I – La représentation homme-femme au sein des conseils après la loi Copé-Zimmermann

2. Quelques rappels sur le mode de nomination et de renouvellement des administrateurs5. Pour rappel, dans les sociétés anonymes à conseil d’administration, la société est administrée par un conseil d’administration. Le conseil est composé d’au moins trois membres6, nommés par les actionnaires réunis en assemblée générale7. La durée de leur mandat est déterminée dans les statuts de la société et ne peut excéder 6 ans8.

Dans les sociétés anonymes à directoire, la société est dirigée par un directoire.

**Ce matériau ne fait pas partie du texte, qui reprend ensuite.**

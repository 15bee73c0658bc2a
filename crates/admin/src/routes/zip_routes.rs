//! ZIP routing rule route handlers.

use axum::{
    Json,
    extract::{Path, State},
};
use serde::{Deserialize, Serialize};
use serde_json::{Value, json};

use curbside_core::scheduling::{FieldError, ZipRoute};
use curbside_core::{CrewId, ZipPrefix, ZipRouteId};

use crate::db::ZipRouteRepository;
use crate::db::zip_routes::ZipRouteWithCrew;
use crate::error::{AppError, Result};
use crate::middleware::RequireAdminAuth;
use crate::state::AppState;

/// Form data for creating (upserting) a routing rule.
#[derive(Debug, Deserialize)]
pub struct CreateZipRouteForm {
    #[serde(default)]
    pub zip_prefix: String,
    pub crew_id: Option<i32>,
}

/// Response body for a created rule.
#[derive(Debug, Serialize)]
pub struct ZipRouteResponse {
    pub success: bool,
    pub zip_route: ZipRoute,
}

/// List all routing rules with crew names.
pub async fn list(
    State(state): State<AppState>,
    RequireAdminAuth(_admin): RequireAdminAuth,
) -> Result<Json<Vec<ZipRouteWithCrew>>> {
    let routes = ZipRouteRepository::new(state.pool()).list_all().await?;
    Ok(Json(routes))
}

/// Create a routing rule. Keyed on the prefix: an existing rule for the
/// same prefix is replaced.
pub async fn create(
    State(state): State<AppState>,
    RequireAdminAuth(_admin): RequireAdminAuth,
    Json(form): Json<CreateZipRouteForm>,
) -> Result<Json<ZipRouteResponse>> {
    let mut errors = Vec::new();

    let prefix = match ZipPrefix::parse(form.zip_prefix.trim()) {
        Ok(prefix) => Some(prefix),
        Err(e) => {
            errors.push(FieldError::new("zip_prefix", e.to_string()));
            None
        }
    };

    if form.crew_id.is_none() {
        errors.push(FieldError::new("crew_id", "Crew is required"));
    }

    let (Some(prefix), Some(crew_id)) = (prefix, form.crew_id) else {
        return Err(AppError::Validation(errors));
    };

    let zip_route = ZipRouteRepository::new(state.pool())
        .upsert(&prefix, CrewId::new(crew_id))
        .await?;

    Ok(Json(ZipRouteResponse {
        success: true,
        zip_route,
    }))
}

/// Delete a routing rule by id.
pub async fn remove(
    State(state): State<AppState>,
    RequireAdminAuth(_admin): RequireAdminAuth,
    Path(id): Path<i32>,
) -> Result<Json<Value>> {
    let deleted = ZipRouteRepository::new(state.pool())
        .delete(ZipRouteId::new(id))
        .await?;

    Ok(Json(json!({ "success": deleted })))
}
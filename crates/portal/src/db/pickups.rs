//! Pickup repository for crew-scoped reads.

use chrono::{DateTime, NaiveDate, Utc};
use sqlx::PgPool;

use curbside_core::scheduling::Pickup;
use curbside_core::{CrewId, PickupId, PickupStatus, Timeslot};

use super::RepositoryError;

// =============================================================================
// Internal Row Types
// =============================================================================

/// Internal row type for `PostgreSQL` pickup queries.
#[derive(Debug, sqlx::FromRow)]
pub(crate) struct PickupRow {
    pub id: i32,
    pub address: String,
    pub scheduled_date: NaiveDate,
    pub timeslot: String,
    pub status: String,
    pub crew_id: Option<i32>,
    pub created_at: DateTime<Utc>,
    pub completed_at: Option<DateTime<Utc>>,
}

impl TryFrom<PickupRow> for Pickup {
    type Error = RepositoryError;

    fn try_from(row: PickupRow) -> Result<Self, Self::Error> {
        let timeslot = row.timeslot.parse::<Timeslot>().map_err(|e| {
            RepositoryError::DataCorruption(format!("invalid timeslot in database: {e}"))
        })?;

        let status = row.status.parse::<PickupStatus>().map_err(|e| {
            RepositoryError::DataCorruption(format!("invalid status in database: {e}"))
        })?;

        Ok(Self {
            id: PickupId::new(row.id),
            address: row.address,
            scheduled_date: row.scheduled_date,
            timeslot,
            status,
            crew_id: row.crew_id.map(CrewId::new),
            created_at: row.created_at,
            completed_at: row.completed_at,
        })
    }
}

/// Column list shared by every pickup query in this crate.
pub(crate) const PICKUP_COLUMNS: &str =
    "id, address, scheduled_date, timeslot, status, crew_id, created_at, completed_at";

// =============================================================================
// Repository
// =============================================================================

/// Repository for crew-scoped pickup reads.
pub struct PickupRepository<'a> {
    pool: &'a PgPool,
}

impl<'a> PickupRepository<'a> {
    /// Create a new pickup repository.
    #[must_use]
    pub const fn new(pool: &'a PgPool) -> Self {
        Self { pool }
    }

    /// List a crew's `Scheduled` pickups, date ascending then timeslot
    /// ascending.
    ///
    /// The timeslot sort happens in Rust: the stored labels do not sort
    /// chronologically as text ("8 AM–10 AM" would come last).
    ///
    /// # Errors
    ///
    /// Returns `RepositoryError::Database` if the query fails.
    /// Returns `RepositoryError::DataCorruption` if the data is invalid.
    pub async fn list_scheduled_for_crew(
        &self,
        crew_id: CrewId,
    ) -> Result<Vec<Pickup>, RepositoryError> {
        let rows = sqlx::query_as::<_, PickupRow>(&format!(
            r"
            SELECT {PICKUP_COLUMNS}
            FROM pickup
            WHERE crew_id = $1 AND status = 'Scheduled'
            ORDER BY scheduled_date ASC
            ",
        ))
        .bind(crew_id.as_i32())
        .fetch_all(self.pool)
        .await?;

        let mut pickups = rows
            .into_iter()
            .map(Pickup::try_from)
            .collect::<Result<Vec<_>, _>>()?;
        pickups.sort_by_key(|p| (p.scheduled_date, p.timeslot));

        Ok(pickups)
    }
}
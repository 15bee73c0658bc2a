//! Crew authentication service.
//!
//! Verifies crew email/password pairs against argon2id hashes stored on
//! the crew record.

use argon2::{
    Argon2,
    password_hash::{PasswordHash, PasswordVerifier},
};
use sqlx::PgPool;
use thiserror::Error;

use curbside_core::Email;
use curbside_core::scheduling::Crew;

use crate::db::RepositoryError;
use crate::db::crews::CrewRepository;

/// Errors that can occur during authentication.
#[derive(Debug, Error)]
pub enum AuthError {
    /// Unknown email or wrong password. Deliberately does not disclose
    /// which.
    #[error("invalid credentials")]
    InvalidCredentials,

    /// Repository operation failed.
    #[error(transparent)]
    Repository(#[from] RepositoryError),
}

/// Authentication service for the crew context.
pub struct CrewAuthService<'a> {
    crews: CrewRepository<'a>,
}

impl<'a> CrewAuthService<'a> {
    /// Create a new authentication service.
    #[must_use]
    pub const fn new(pool: &'a PgPool) -> Self {
        Self {
            crews: CrewRepository::new(pool),
        }
    }

    /// Login with email and password.
    ///
    /// # Errors
    ///
    /// Returns `AuthError::InvalidCredentials` if the email/password is
    /// wrong.
    pub async fn login(&self, email: &str, password: &str) -> Result<Crew, AuthError> {
        // A malformed email can't match any crew; same generic rejection.
        let email = Email::parse(email).map_err(|_| AuthError::InvalidCredentials)?;

        let (crew, password_hash) = self
            .crews
            .get_password_hash(&email)
            .await?
            .ok_or(AuthError::InvalidCredentials)?;

        verify_password(password, &password_hash)?;

        Ok(crew)
    }
}

/// Verify a password against a hash.
///
/// # Errors
///
/// Returns `AuthError::InvalidCredentials` if the password does not match.
pub fn verify_password(password: &str, hash: &str) -> Result<(), AuthError> {
    let parsed_hash = PasswordHash::new(hash).map_err(|_| AuthError::InvalidCredentials)?;
    let argon2 = Argon2::default();

    argon2
        .verify_password(password.as_bytes(), &parsed_hash)
        .map_err(|_| AuthError::InvalidCredentials)
}
// src/db/queries/notification.rs
use axum::{
    extract::{Extension, Path, Query, State},
    http::StatusCode,
};
use serde_json::json;
use utoipa::OpenApi;
use uuid::Uuid;

use crate::app_state::AppState;
use crate::db::models::notification::{
    Notification, NotificationCountResponse, NotificationFilter, NotificationTarget,
    NotificationWithTargets,
};
use crate::middleware::auth::Claims;
use crate::utils::api_response::ApiResponse;
use crate::utils::notification::NotificationError;
use crate::utils::openapi::SecurityAddon;

fn notification_error(err: NotificationError) -> ApiResponse<()> {
    let status = match err {
        NotificationError::NotFound(_) => StatusCode::NOT_FOUND,
        NotificationError::NotDismissible(_) => StatusCode::CONFLICT,
        NotificationError::InvalidTarget(_) => StatusCode::BAD_REQUEST,
    };
    ApiResponse::<()>::error(status, err.to_string(), None)
}

/// Get notifications relevant to the current user
#[utoipa::path(
    get,
    path = "/notifications",
    params(NotificationFilter),
    responses(
        (status = 200, description = "Notifications retrieved successfully", body = Vec<NotificationWithTargets>)
    ),
    tag = "Notifications",
    security(("bearerAuth" = []))
)]
pub async fn get_notifications(
    State(state): State<AppState>,
    Extension(claims): Extension<Claims>,
    Query(filter): Query<NotificationFilter>,
) -> ApiResponse<Vec<NotificationWithTargets>> {
    let notifications = state
        .notifications
        .for_recipient(&claims.sub, claims.approver_role, &filter)
        .await;
    ApiResponse::success(
        StatusCode::OK,
        "Notifications retrieved successfully",
        notifications,
    )
}

/// Count the current user's notifications
#[utoipa::path(
    get,
    path = "/notifications/count",
    responses(
        (status = 200, description = "Notification count retrieved", body = NotificationCountResponse)
    ),
    tag = "Notifications",
    security(("bearerAuth" = []))
)]
pub async fn get_notification_count(
    State(state): State<AppState>,
    Extension(claims): Extension<Claims>,
) -> ApiResponse<NotificationCountResponse> {
    let counts = state
        .notifications
        .count(&claims.sub, claims.approver_role)
        .await;
    ApiResponse::success(StatusCode::OK, "Notification count retrieved", counts)
}

/// Dismiss a notification for the current user
#[utoipa::path(
    post,
    path = "/notifications/{notification_id}/dismiss",
    params(("notification_id" = Uuid, Path, description = "Notification ID")),
    responses(
        (status = 200, description = "Notification dismissed"),
        (status = 404, description = "Notification not found"),
        (status = 409, description = "Notification cannot be dismissed")
    ),
    tag = "Notifications",
    security(("bearerAuth" = []))
)]
pub async fn dismiss_notification(
    State(state): State<AppState>,
    Extension(claims): Extension<Claims>,
    Path(notification_id): Path<Uuid>,
) -> Result<ApiResponse<serde_json::Value>, ApiResponse<()>> {
    state
        .notifications
        .dismiss(notification_id, &claims.sub, claims.approver_role)
        .await
        .map_err(notification_error)?;
    Ok(ApiResponse::success(
        StatusCode::OK,
        "Notification dismissed",
        json!({ "notification_id": notification_id }),
    ))
}

#[derive(OpenApi)]
#[openapi(
    paths(get_notifications, get_notification_count, dismiss_notification),
    components(schemas(
        Notification,
        NotificationTarget,
        NotificationWithTargets,
        NotificationCountResponse
    )),
    tags((name = "Notifications", description = "Per-user notification feed")),
    modifiers(&SecurityAddon)
)]
pub struct NotificationDoc;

Celui-ci est contrôlé par un conseil de surveillance9 composé d’au moins trois membres10. Tout comme les membres du conseil d’administration, les membres du conseil de surveillance sont nommés par l’assemblée générale constitutive ou ordinaire et la durée de leur mandat est déterminée dans les statuts de la société sans pouvoir excéder 6 ans11.

3. Les apports de la loi Copé-Zimmermann. La loi Copé-Zimmermann a introduit de la diversité au sein des conseils12. Depuis l’entrée en vigueur de cette loi, les conseils doivent être composés en recherchant une représentation équilibrée entre femmes et hommes13.

La loi a instauré deux régimes juridiques pour les sociétés entrant dans le champ d’application de la loi (il s’agit des sociétés dont les actions sont admises aux négociations sur un marché réglementé et des sociétés qui emploient, pendant trois exercices consécutifs, 500 salariés permanents avec un chiffre d’affaires net ou un total de bilan net d’au moins 50 millions d’euros) :

  • leur conseil doit avoir une proportion d’administrateurs de chaque sexe ne pouvant être inférieure à 40 % ; ou

  • lorsque leur conseil est composé au plus de huit membres, l’écart entre le nombre d’administrateurs de chaque sexe ne peut être supérieur à 214.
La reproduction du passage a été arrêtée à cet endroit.